At approximately 2-h intervals during scheduled wakefulness (see Figure 1), a test battery consisting of the psychomotor vigilance test (PVT) [28,29] and a computerized Karolinska Sleepiness Scale (KSS) [30], among other tests, was administered on a desktop computer in each subject’s individual bedroom. The PVT is a 10-min serial reaction time task considered to be a gold standard measure of behavioral alertness [28]. Subjects were asked to respond to a visual stimulus, in the form of a millisecond counter, by pressing a button on a response box as quickly as possible without making false starts. The stimulus was presented at random intervals between 2 and 10 s. Log-transformed signal-to-noise ratio (LSNR), a measure of the fidelity of information processing, was used to quantify PVT performance [25]. The KSS is a nine-point Likert scale on which subjects rated their current level of sleepiness ranging from 1 (“extremely alert”) to 9 (“extremely sleepy/fighting sleep”) [30].

Genotyping

A venous whole blood sample was collected from each subject prior to the experiment. Blood was collected in a vacutainer tube coated with K₂-EDTA (dipotassium-ethylenediaminetetraacetic acid), aliquoted, and immediately stored at −80°C until time of analysis. Samples were red-cell-depleted and genomic DNA (gDNA) was extracted. The gDNA samples were assayed for the ARC NM_015193.4:c.*742 + 58C > T non-coding SNP (rs35900184, chromosome 8) using the Functionally Tested TaqMan Assay (Assay ID: C____256014_20; ThermoFisher Scientific, Waltham, MA, USA). Real-time polymerase chain reaction (PCR) procedures were performed according to the manufacturer’s protocol using VIC/FAM context sequence AGGGTGTCTGGGGTCTGGGGAGGAG[C/T]TCATTTGGCCGGGACAGCTGATGGT. Reactions contained 20 ng wet gDNA in a final volume of 25 μL. Samples were assayed in duplicate. All plates included a no-DNA negative control. Allelic discrimination analysis was performed using MJ Opticon Monitor Analysis Software v3.1 (Bio-Rad Laboratories, Hercules, CA, USA).

Data analyses

The genotypes in our sample were tested for deviation from Hardy–Weinberg equilibrium using a χ² test [31]. Logistic regression was used to test for differences in sex and race/ethnicity distributions by ARC genotype. One-way analysis of variance (ANOVA) was used to test for differences in age as a function of ARC genotype.

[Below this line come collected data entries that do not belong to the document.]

use rust_decimal::Decimal;
use rust_decimal_macros::dec;
use serde::{Deserialize, Serialize};

use common::{Candle, SignalKind, Trend, TrendPolicy};

use crate::levels::{LevelReading, DEFAULT_LEVEL_WINDOW};
use crate::pattern::{detect_engulfing, Engulfing};
use crate::trend;
use crate::{EvalContext, Evaluation, Strategy};

/// Score at which a side is confirmed.
pub const CONFIRMED_SCORE: usize = 3;
/// Score at which a side is reported as forming.
pub const POTENTIAL_SCORE: usize = 2;

/// Thresholds for the RSI and proximity conditions.
///
/// Two historical threshold sets exist; both are available as presets.
#[derive(Debug, Clone, Copy, PartialEq, Eq, Serialize, Deserialize)]
pub struct ConfluenceThresholds {
    /// CALL condition: `rsi < rsi_call_below`.
    pub rsi_call_below: Decimal,
    /// PUT condition: `rsi > rsi_put_above`.
    pub rsi_put_above: Decimal,
    /// Fraction of price within which a level counts as "near".
    pub proximity: Decimal,
}

impl ConfluenceThresholds {
    /// RSI 45/55, proximity 0.2%.
    pub fn standard() -> Self {
        Self {
            rsi_call_below: dec!(45),
            rsi_put_above: dec!(55),
            proximity: dec!(0.002),
        }
    }

    /// RSI 40/60, proximity 0.1%.
    pub fn strict() -> Self {
        Self {
            rsi_call_below: dec!(40),
            rsi_put_above: dec!(60),
            proximity: dec!(0.001),
        }
    }

    pub fn preset(name: &str) -> Option<Self> {
        match name.trim().to_lowercase().as_str() {
            "standard" => Some(Self::standard()),
            "strict" => Some(Self::strict()),
            _ => None,
        }
    }
}

impl Default for ConfluenceThresholds {
    fn default() -> Self {
        Self::standard()
    }
}

/// Names of the satisfied conditions per side.
#[derive(Debug, Clone, Default, PartialEq, Eq)]
pub struct ConfluenceScore {
    pub call: Vec<&'static str>,
    pub put: Vec<&'static str>,
    /// Inputs that were missing and therefore counted as unmet.
    pub unavailable: Vec<&'static str>,
}

impl ConfluenceScore {
    pub fn decision(&self) -> SignalKind {
        decide(self.call.len(), self.put.len())
    }
}

/// Map per-side scores to a decision. CALL is checked first at each tier.
pub fn decide(call: usize, put: usize) -> SignalKind {
    if call >= CONFIRMED_SCORE {
        SignalKind::Call
    } else if put >= CONFIRMED_SCORE {
        SignalKind::Put
    } else if call == POTENTIAL_SCORE {
        SignalKind::PotentialCall
    } else if put == POTENTIAL_SCORE {
        SignalKind::PotentialPut
    } else {
        SignalKind::Neutral
    }
}

/// Weighted multi-condition scorer over `(prev, curr)` plus indicators and
/// support/resistance.
#[derive(Debug, Clone)]
pub struct ConfluenceStrategy {
    name: String,
    thresholds: ConfluenceThresholds,
    trend_policy: TrendPolicy,
    level_window: usize,
}

impl ConfluenceStrategy {
    pub const WINDOW: usize = 2;

    pub fn new(name: impl Into<String>, thresholds: ConfluenceThresholds) -> Self {
        Self {
            name: name.into(),
            thresholds,
            trend_policy: TrendPolicy::default(),
            level_window: DEFAULT_LEVEL_WINDOW,
        }
    }

    pub fn with_trend_policy(mut self, policy: TrendPolicy) -> Self {
        self.trend_policy = policy;
        self
    }

    pub fn with_level_window(mut self, window: usize) -> Self {
        self.level_window = window.max(1);
        self
    }

    /// Score `(prev, curr)` against `ctx`. Trend uses the context's policy
    /// when the scan set one, the strategy's own otherwise.
    pub fn score(&self, prev: &Candle, curr: &Candle, ctx: &EvalContext) -> ConfluenceScore {
        let mut score = ConfluenceScore::default();
        let t = &self.thresholds;
        let snapshot = &ctx.snapshot;
        let price = snapshot.price;
        let policy = ctx.trend_policy.unwrap_or(self.trend_policy);

        match trend::classify(policy, snapshot) {
            Ok(Trend::Up) => score.call.push("uptrend"),
            Ok(Trend::Down) => score.put.push("downtrend"),
            Err(_) => score.unavailable.push("trend"),
        }

        match snapshot.rsi {
            Some(rsi) if rsi < t.rsi_call_below => score.call.push("rsi_oversold"),
            Some(rsi) if rsi > t.rsi_put_above => score.put.push("rsi_overbought"),
            Some(_) => {}
            None => score.unavailable.push("rsi"),
        }

        match ctx.level.as_ref().map(|r| &r.level) {
            Some(level) => {
                let band = price * t.proximity;
                if (price - level.support).abs() < band {
                    score.call.push("near_support");
                }
                if (price - level.resistance).abs() < band {
                    score.put.push("near_resistance");
                }
            }
            None => score.unavailable.push("level"),
        }

        match detect_engulfing(prev, curr) {
            Engulfing::Bullish => score.call.push("bullish_engulfing"),
            Engulfing::Bearish => score.put.push("bearish_engulfing"),
            Engulfing::Neither => {}
        }

        score
    }

    fn explain(score: &ConfluenceScore, kind: SignalKind, level: Option<&LevelReading>) -> String {
        let leans_put = kind == SignalKind::Neutral && score.put.len() > score.call.len();
        let (side, met) = if kind.is_bearish() || leans_put {
            ("PUT", &score.put)
        } else {
            ("CALL", &score.call)
        };
        let mut reason = if met.is_empty() {
            "no conditions met".to_string()
        } else {
            format!("{side} conditions met ({}/4): {}", met.len(), met.join(", "))
        };
        if !score.unavailable.is_empty() {
            reason.push_str(&format!("; unavailable: {}", score.unavailable.join(", ")));
        }
        if let Some(r) = level.filter(|r| r.degraded) {
            reason.push_str(&format!("; level from {} candles only", r.candles));
        }
        reason
    }
}

impl Strategy for ConfluenceStrategy {
    fn name(&self) -> &str {
        &self.name
    }

    fn window(&self) -> usize {
        Self::WINDOW
    }

    fn level_window(&self) -> Option<usize> {
        Some(self.level_window)
    }

    fn trend_policy(&self) -> Option<TrendPolicy> {
        Some(self.trend_policy)
    }

    fn evaluate(&self, window: &[Candle], ctx: &EvalContext) -> Evaluation {
        let [prev, curr] = match window {
            [.., prev, curr] => [prev, curr],
            _ => {
                return Evaluation::neutral(format!(
                    "insufficient window: need {} candles, got {}",
                    Self::WINDOW,
                    window.len()
                ))
            }
        };

        let score = self.score(prev, curr, ctx);
        let kind = score.decision();
        let eval = Evaluation::new(kind, Self::explain(&score, kind, ctx.level.as_ref()));
        match kind {
            SignalKind::Call | SignalKind::PotentialCall => {
                eval.with_confidence(Decimal::from(score.call.len()))
            }
            SignalKind::Put | SignalKind::PotentialPut => {
                eval.with_confidence(Decimal::from(score.put.len()))
            }
            _ => eval,
        }
    }
}

#[cfg(test)]
mod tests {
    use super::*;
    use crate::levels::Level;
    use chrono::{TimeZone, Utc};
    use common::IndicatorSnapshot;

    fn c(i: i64, open: Decimal, close: Decimal) -> Candle {
        let (low, high) = (open.min(close), open.max(close));
        Candle::new(open, high, low, close, Utc.timestamp_opt(i * 60, 0).unwrap())
    }

    fn bullish_pair() -> [Candle; 2] {
        [c(0, dec!(1.1010), dec!(1.1000)), c(1, dec!(1.0998), dec!(1.1012))]
    }

    fn snapshot(rsi: Decimal, sma_slow: Decimal) -> IndicatorSnapshot {
        IndicatorSnapshot {
            price: dec!(1.1012),
            rsi: Some(rsi),
            sma_fast: None,
            sma_slow: Some(sma_slow),
        }
    }

    fn ctx(snapshot: IndicatorSnapshot, support: Decimal, resistance: Decimal) -> EvalContext {
        EvalContext::new(snapshot).with_level(Some(LevelReading {
            level: Level { support, resistance },
            candles: 50,
            degraded: false,
        }))
    }

    #[test]
    fn all_four_call_conditions_is_call_with_score_4() {
        // price 1.1012, support 1.1005: 0.06% away, inside 0.2%
        let strategy = ConfluenceStrategy::new("confluence", ConfluenceThresholds::standard());
        let ctx = ctx(snapshot(dec!(30), dec!(1.0900)), dec!(1.1005), dec!(1.1300));
        let eval = strategy.evaluate(&bullish_pair(), &ctx);
        assert_eq!(eval.kind, SignalKind::Call);
        assert_eq!(eval.confidence, Some(dec!(4)));
        for name in ["uptrend", "rsi_oversold", "near_support", "bullish_engulfing"] {
            assert!(eval.reason.contains(name), "reason missing {name}: {}", eval.reason);
        }
    }

    #[test]
    fn two_conditions_is_potential() {
        let strategy = ConfluenceStrategy::new("confluence", ConfluenceThresholds::standard());
        // uptrend + engulfing only: rsi neutral, support far away
        let ctx = ctx(snapshot(dec!(50), dec!(1.0900)), dec!(1.0500), dec!(1.1300));
        let eval = strategy.evaluate(&bullish_pair(), &ctx);
        assert_eq!(eval.kind, SignalKind::PotentialCall);
        assert_eq!(eval.confidence, Some(dec!(2)));
    }

    #[test]
    fn put_side_mirrors() {
        let strategy = ConfluenceStrategy::new("confluence", ConfluenceThresholds::standard());
        let pair = [c(0, dec!(1.1000), dec!(1.1010)), c(1, dec!(1.1012), dec!(1.0995))];
        let mut snap = snapshot(dec!(70), dec!(1.1100));
        snap.price = dec!(1.0995);
        let ctx = ctx(snap, dec!(1.0500), dec!(1.1000));
        let eval = strategy.evaluate(&pair, &ctx);
        assert_eq!(eval.kind, SignalKind::Put);
        assert_eq!(eval.confidence, Some(dec!(4)));
        assert!(eval.reason.starts_with("PUT conditions met (4/4)"));
    }

    #[test]
    fn rsi_between_presets_depends_on_preset() {
        // rsi 42: oversold under standard (45), not under strict (40)
        let snap = snapshot(dec!(42), dec!(1.0900));
        let ctx = ctx(snap, dec!(1.0500), dec!(1.1300));
        let standard = ConfluenceStrategy::new("s", ConfluenceThresholds::standard());
        let strict = ConfluenceStrategy::new("x", ConfluenceThresholds::strict());
        assert_eq!(standard.evaluate(&bullish_pair(), &ctx).kind, SignalKind::Call);
        assert_eq!(strict.evaluate(&bullish_pair(), &ctx).kind, SignalKind::PotentialCall);
    }

    #[test]
    fn proximity_between_presets_depends_on_preset() {
        // support 0.15% below price: near for 0.2%, not for 0.1%
        let price = dec!(1.1012);
        let support = price - price * dec!(0.0015);
        let ctx = ctx(snapshot(dec!(50), dec!(1.2000)), support, dec!(1.3000));
        let pair = [c(0, dec!(1.1000), dec!(1.1005)), c(1, dec!(1.1005), dec!(1.1012))];
        let standard = ConfluenceStrategy::new("s", ConfluenceThresholds::standard());
        let strict = ConfluenceStrategy::new("x", ConfluenceThresholds::strict());
        let std_score = standard.score(&pair[0], &pair[1], &ctx);
        let strict_score = strict.score(&pair[0], &pair[1], &ctx);
        assert!(std_score.call.contains(&"near_support"));
        assert!(!strict_score.call.contains(&"near_support"));
    }

    #[test]
    fn missing_indicators_degrade_not_crash() {
        let strategy = ConfluenceStrategy::new("confluence", ConfluenceThresholds::standard());
        let ctx = EvalContext::new(IndicatorSnapshot::price_only(dec!(1.1012)));
        let eval = strategy.evaluate(&bullish_pair(), &ctx);
        assert_eq!(eval.kind, SignalKind::Neutral);
        assert!(eval.reason.contains("unavailable: trend, rsi, level"));
    }

    #[test]
    fn degraded_level_is_flagged() {
        let strategy = ConfluenceStrategy::new("confluence", ConfluenceThresholds::standard());
        let mut ctx = ctx(snapshot(dec!(30), dec!(1.0900)), dec!(1.1005), dec!(1.1300));
        ctx.level = ctx.level.map(|r| LevelReading { candles: 12, degraded: true, ..r });
        let eval = strategy.evaluate(&bullish_pair(), &ctx);
        assert_eq!(eval.kind, SignalKind::Call);
        assert!(eval.reason.contains("level from 12 candles only"));
    }

    #[test]
    fn context_policy_overrides_own_policy() {
        // price under the slow average, fast average above it
        let snap = IndicatorSnapshot {
            price: dec!(1.0),
            rsi: Some(dec!(50)),
            sma_fast: Some(dec!(1.2)),
            sma_slow: Some(dec!(1.1)),
        };
        let pair = bullish_pair();
        let strategy = ConfluenceStrategy::new("confluence", ConfluenceThresholds::standard());
        assert_eq!(strategy.trend_policy(), Some(TrendPolicy::PriceVsSlowSma));

        let own = strategy.score(&pair[0], &pair[1], &EvalContext::new(snap.clone()));
        assert!(own.put.contains(&"downtrend"));

        let ctx = EvalContext::new(snap).with_trend_policy(TrendPolicy::FastSlowCross);
        let overridden = strategy.score(&pair[0], &pair[1], &ctx);
        assert!(overridden.call.contains(&"uptrend"));
        assert!(!overridden.put.contains(&"downtrend"));
    }

    #[test]
    fn ties_resolve_call_first() {
        assert_eq!(decide(3, 3), SignalKind::Call);
        assert_eq!(decide(2, 2), SignalKind::PotentialCall);
        assert_eq!(decide(2, 3), SignalKind::Put);
        assert_eq!(decide(1, 2), SignalKind::PotentialPut);
        assert_eq!(decide(1, 1), SignalKind::Neutral);
    }

    #[test]
    fn presets_by_name() {
        assert_eq!(ConfluenceThresholds::preset("STRICT"), Some(ConfluenceThresholds::strict()));
        assert_eq!(ConfluenceThresholds::preset("standard"), Some(ConfluenceThresholds::default()));
        assert!(ConfluenceThresholds::preset("loose").is_none());
    }
}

Habitual sleep duration and intermittent wakefulness, as well as habitual bedtimes and waketimes, were estimated from actigraphically measured sleep (Actiwatch 2; Phillips Respironics, Murrysville, PA) in the 7 days prior to the laboratory experiment. Actigraphic records were scored using Actiware software (Version 6.0.7; Phillips Respironics, Murrysville, PA), guided by sleep diary [32]. Data were averaged across the 7 days for each subject, then compared between ARC genotypes (C/C, C/T, and T/T) using one-way ANOVA.

Sleep variables were analyzed using mixed-effects ANOVA with fixed effects for ARC genotype (C/C, C/T, and T/T), night (baseline, recovery), and their interaction, with study as a covariate. As age affects SWS [33], a sleep variable of primary interest, age was added as a covariate as well. A random effect over subjects was placed on the intercept. ARC genotype by night interaction was the primary effect of interest and used as a measure of sleep homeostatic response to TSD.

For each spectral band (delta, theta, alpha, and beta) of the NREM and REM sleep EEG, log-transformed power was analyzed using mixed-effects ANOVA with fixed effects for ARC genotype, night, frequency bin, and their two- and three-way interactions. Study and age were included as covariates, and a random effect over subjects was placed on the intercept. Reported results are for total band power and the effects thereon of ARC genotype, night, and their interaction, estimated as part of the mixed-effects ANOVA.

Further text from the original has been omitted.